### Work item:
Every record that follows must be given again exactly.

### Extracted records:
= = =

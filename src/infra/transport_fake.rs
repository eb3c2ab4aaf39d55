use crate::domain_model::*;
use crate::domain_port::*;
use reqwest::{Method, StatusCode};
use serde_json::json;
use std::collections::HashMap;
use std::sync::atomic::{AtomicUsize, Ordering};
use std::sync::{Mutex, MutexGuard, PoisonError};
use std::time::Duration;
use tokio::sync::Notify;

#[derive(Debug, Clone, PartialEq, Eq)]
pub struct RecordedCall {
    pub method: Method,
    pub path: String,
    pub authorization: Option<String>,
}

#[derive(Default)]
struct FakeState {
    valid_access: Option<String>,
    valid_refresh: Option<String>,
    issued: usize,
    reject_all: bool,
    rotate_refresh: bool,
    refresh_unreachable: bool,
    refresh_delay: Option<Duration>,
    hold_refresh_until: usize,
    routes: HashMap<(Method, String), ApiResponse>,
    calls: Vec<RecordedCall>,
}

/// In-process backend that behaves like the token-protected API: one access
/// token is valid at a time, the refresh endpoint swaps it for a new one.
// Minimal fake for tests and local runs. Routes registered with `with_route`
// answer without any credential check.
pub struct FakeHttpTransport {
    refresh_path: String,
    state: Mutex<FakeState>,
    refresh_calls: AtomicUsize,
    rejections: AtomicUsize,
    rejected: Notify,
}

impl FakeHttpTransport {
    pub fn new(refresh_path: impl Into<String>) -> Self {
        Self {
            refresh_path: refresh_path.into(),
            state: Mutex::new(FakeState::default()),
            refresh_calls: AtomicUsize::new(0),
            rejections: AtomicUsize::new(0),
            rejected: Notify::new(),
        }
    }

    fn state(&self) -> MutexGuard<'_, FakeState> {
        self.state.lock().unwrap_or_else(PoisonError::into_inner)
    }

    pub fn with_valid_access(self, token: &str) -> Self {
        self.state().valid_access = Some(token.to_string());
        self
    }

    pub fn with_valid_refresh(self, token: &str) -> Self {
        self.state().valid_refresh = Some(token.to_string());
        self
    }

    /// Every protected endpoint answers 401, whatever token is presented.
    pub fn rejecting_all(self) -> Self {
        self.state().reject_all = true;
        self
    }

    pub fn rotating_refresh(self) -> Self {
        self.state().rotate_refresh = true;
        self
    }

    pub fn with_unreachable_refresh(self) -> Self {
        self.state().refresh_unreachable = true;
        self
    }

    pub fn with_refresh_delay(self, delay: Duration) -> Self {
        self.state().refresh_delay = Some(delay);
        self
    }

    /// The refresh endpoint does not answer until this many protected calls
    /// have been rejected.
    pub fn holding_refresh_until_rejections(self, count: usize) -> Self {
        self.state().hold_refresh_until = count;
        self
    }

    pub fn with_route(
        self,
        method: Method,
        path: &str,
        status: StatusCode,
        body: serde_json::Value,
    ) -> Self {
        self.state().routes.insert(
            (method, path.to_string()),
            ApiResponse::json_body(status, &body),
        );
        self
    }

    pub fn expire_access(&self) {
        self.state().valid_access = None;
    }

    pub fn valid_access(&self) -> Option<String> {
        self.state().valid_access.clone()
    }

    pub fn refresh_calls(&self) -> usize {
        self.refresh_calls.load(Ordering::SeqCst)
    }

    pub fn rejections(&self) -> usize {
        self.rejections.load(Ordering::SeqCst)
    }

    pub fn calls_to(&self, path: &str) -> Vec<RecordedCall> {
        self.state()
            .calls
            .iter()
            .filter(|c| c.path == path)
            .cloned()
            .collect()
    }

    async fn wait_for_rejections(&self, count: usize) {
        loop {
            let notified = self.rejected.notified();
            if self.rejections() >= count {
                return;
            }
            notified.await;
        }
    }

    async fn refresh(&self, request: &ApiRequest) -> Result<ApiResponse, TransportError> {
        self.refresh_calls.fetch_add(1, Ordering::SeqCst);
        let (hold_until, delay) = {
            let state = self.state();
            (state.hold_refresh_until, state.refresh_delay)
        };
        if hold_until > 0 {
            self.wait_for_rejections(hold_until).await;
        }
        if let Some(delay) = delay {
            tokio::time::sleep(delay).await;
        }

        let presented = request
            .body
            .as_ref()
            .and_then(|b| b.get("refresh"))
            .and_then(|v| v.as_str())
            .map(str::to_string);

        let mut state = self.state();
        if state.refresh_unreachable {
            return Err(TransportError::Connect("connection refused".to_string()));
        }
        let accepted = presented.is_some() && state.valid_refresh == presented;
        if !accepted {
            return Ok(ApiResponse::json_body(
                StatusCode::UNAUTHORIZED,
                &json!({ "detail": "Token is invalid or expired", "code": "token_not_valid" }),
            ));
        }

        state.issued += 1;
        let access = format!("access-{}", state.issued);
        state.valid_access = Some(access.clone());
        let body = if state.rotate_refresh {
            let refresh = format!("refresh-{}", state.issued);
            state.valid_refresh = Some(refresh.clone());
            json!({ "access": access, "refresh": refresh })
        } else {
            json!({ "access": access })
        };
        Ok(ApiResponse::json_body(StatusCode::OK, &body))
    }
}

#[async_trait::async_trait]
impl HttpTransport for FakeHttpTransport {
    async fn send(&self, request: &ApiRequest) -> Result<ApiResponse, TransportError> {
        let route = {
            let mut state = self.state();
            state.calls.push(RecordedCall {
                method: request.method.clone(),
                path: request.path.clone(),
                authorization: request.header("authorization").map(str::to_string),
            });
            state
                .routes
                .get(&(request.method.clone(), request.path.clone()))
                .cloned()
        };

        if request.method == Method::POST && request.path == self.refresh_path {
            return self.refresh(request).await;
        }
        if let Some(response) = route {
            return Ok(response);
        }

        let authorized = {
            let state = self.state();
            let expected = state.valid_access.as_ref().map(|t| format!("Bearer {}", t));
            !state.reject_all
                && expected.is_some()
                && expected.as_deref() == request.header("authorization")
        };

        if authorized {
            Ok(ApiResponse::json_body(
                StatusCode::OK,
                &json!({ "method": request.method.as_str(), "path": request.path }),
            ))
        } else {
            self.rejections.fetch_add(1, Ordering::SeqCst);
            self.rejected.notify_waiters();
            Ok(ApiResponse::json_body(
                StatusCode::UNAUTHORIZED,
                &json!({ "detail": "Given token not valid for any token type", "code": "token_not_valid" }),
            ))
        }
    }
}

= = =

### Task response:
filename src/infra/transport_fake.rs
repository eb3c2ab4aaf39d55
use crate::domain_model::*;
use crate::domain_port::*;
use reqwest::{Method, StatusCode};
use serde_json::json;
use std::collections::HashMap;
use std::sync::atomic::{AtomicUsize, Ordering};
use std::sync::{Mutex, MutexGuard, PoisonError};
use std::time::Duration;
use tokio::sync::Notify;

#[derive(Debug, Clone, PartialEq, Eq)]
pub struct RecordedCall {
    pub method: Method,
    pub path: String,
    pub authorization: Option<String>,
}

#[derive(Default)]
struct FakeState {
    valid_access: Option<String>,
    valid_refresh: Option<String>,
    issued: usize,
    reject_all: bool,
    rotate_refresh: bool,
    refresh_unreachable: bool,
    refresh_delay: Option<Duration>,
    hold_refresh_until: usize,
    routes: HashMap<(Method, String), ApiResponse>,
    calls: Vec<RecordedCall>,
}

/// In-process backend that behaves like the token-protected API: one access
/// token is valid at a time, the refresh endpoint swaps it for a new one.
// Minimal fake for tests and local runs. Routes registered with `with_route`
// answer without any credential check.
pub struct FakeHttpTransport {
    refresh_path: String,
    state: Mutex<FakeState>,
    refresh_calls: AtomicUsize,
    rejections: AtomicUsize,
    rejected: Notify,
}

impl FakeHttpTransport {
    pub fn new(refresh_path: impl Into<String>) -> Self {
        Self {
            refresh_path: refresh_path.into(),
            state: Mutex::new(FakeState::default()),
            refresh_calls: AtomicUsize::new(0),
            rejections: AtomicUsize::new(0),
            rejected: Notify::new(),
        }
    }

    fn state(&self) -> MutexGuard<'_, FakeState> {
        self.state.lock().unwrap_or_else(PoisonError::into_inner)
    }

    pub fn with_valid_access(self, token: &str) -> Self {
        self.state().valid_access = Some(token.to_string());
        self
    }

    pub fn with_valid_refresh(self, token: &str) -> Self {
        self.state().valid_refresh = Some(token.to_string());
        self
    }

    /// Every protected endpoint answers 401, whatever token is presented.
    pub fn rejecting_all(self) -> Self {
        self.state().reject_all = true;
        self
    }

    pub fn rotating_refresh(self) -> Self {
        self.state().rotate_refresh = true;
        self
    }

    pub fn with_unreachable_refresh(self) -> Self {
        self.state().refresh_unreachable = true;
        self
    }

    pub fn with_refresh_delay(self, delay: Duration) -> Self {
        self.state().refresh_delay = Some(delay);
        self
    }

    /// The refresh endpoint does not answer until this many protected calls
    /// have been rejected.
    pub fn holding_refresh_until_rejections(self, count: usize) -> Self {
        self.state().hold_refresh_until = count;
        self
    }

    pub fn with_route(
        self,
        method: Method,
        path: &str,
        status: StatusCode,
        body: serde_json::Value,
    ) -> Self {
        self.state().routes.insert(
            (method, path.to_string()),
            ApiResponse::json_body(status, &body),
        );
        self
    }

    pub fn expire_access(&self) {
        self.state().valid_access = None;
    }

    pub fn valid_access(&self) -> Option<String> {
        self.state().valid_access.clone()
    }

    pub fn refresh_calls(&self) -> usize {
        self.refresh_calls.load(Ordering::SeqCst)
    }

    pub fn rejections(&self) -> usize {
        self.rejections.load(Ordering::SeqCst)
    }

    pub fn calls_to(&self, path: &str) -> Vec<RecordedCall> {
        self.state()
            .calls
            .iter()
            .filter(|c| c.path == path)
            .cloned()
            .collect()
    }

    async fn wait_for_rejections(&self, count: usize) {
        loop {
            let notified = self.rejected.notified();
            if self.rejections() >= count {
                return;
            }
            notified.await;
        }
    }

    async fn refresh(&self, request: &ApiRequest) -> Result<ApiResponse, TransportError> {
        self.refresh_calls.fetch_add(1, Ordering::SeqCst);
        let (hold_until, delay) = {
            let state = self.state();
            (state.hold_refresh_until, state.refresh_delay)
        };
        if hold_until > 0 {
            self.wait_for_rejections(hold_until).await;
        }
        if let Some(delay) = delay {
            tokio::time::sleep(delay).await;
        }

        let presented = request
            .body
            .as_ref()
            .and_then(|b| b.get("refresh"))
            .and_then(|v| v.as_str())
            .map(str::to_string);

        let mut state = self.state();
        if state.refresh_unreachable {
            return Err(TransportError::Connect("connection refused".to_string()));
        }
        let accepted = presented.is_some() && state.valid_refresh == presented;
        if !accepted {
            return Ok(ApiResponse::json_body(
                StatusCode::UNAUTHORIZED,
                &json!({ "detail": "Token is invalid or expired", "code": "token_not_valid" }),
            ));
        }

        state.issued += 1;
        let access = format!("access-{}", state.issued);
        state.valid_access = Some(access.clone());
        let body = if state.rotate_refresh {
            let refresh = format!("refresh-{}", state.issued);
            state.valid_refresh = Some(refresh.clone());
            json!({ "access": access, "refresh": refresh })
        } else {
            json!({ "access": access })
        };
        Ok(ApiResponse::json_body(StatusCode::OK, &body))
    }
}

#[async_trait::async_trait]
impl HttpTransport for FakeHttpTransport {
    async fn send(&self, request: &ApiRequest) -> Result<ApiResponse, TransportError> {
        let route = {
            let mut state = self.state();
            state.calls.push(RecordedCall {
                method: request.method.clone(),
                path: request.path.clone(),
                authorization: request.header("authorization").map(str::to_string),
            });
            state
                .routes
                .get(&(request.method.clone(), request.path.clone()))
                .cloned()
        };

        if request.method == Method::POST && request.path == self.refresh_path {
            return self.refresh(request).await;
        }
        if let Some(response) = route {
            return Ok(response);
        }

        let authorized = {
            let state = self.state();
            let expected = state.valid_access.as_ref().map(|t| format!("Bearer {}", t));
            !state.reject_all
                && expected.is_some()
                && expected.as_deref() == request.header("authorization")
        };

        if authorized {
            Ok(ApiResponse::json_body(
                StatusCode::OK,
                &json!({ "method": request.method.as_str(), "path": request.path }),
            ))
        } else {
            self.rejections.fetch_add(1, Ordering::SeqCst);
            self.rejected.notify_waiters();
            Ok(ApiResponse::json_body(
                StatusCode::UNAUTHORIZED,
                &json!({ "detail": "Given token not valid for any token type", "code": "token_not_valid" }),
            ))
        }
    }
}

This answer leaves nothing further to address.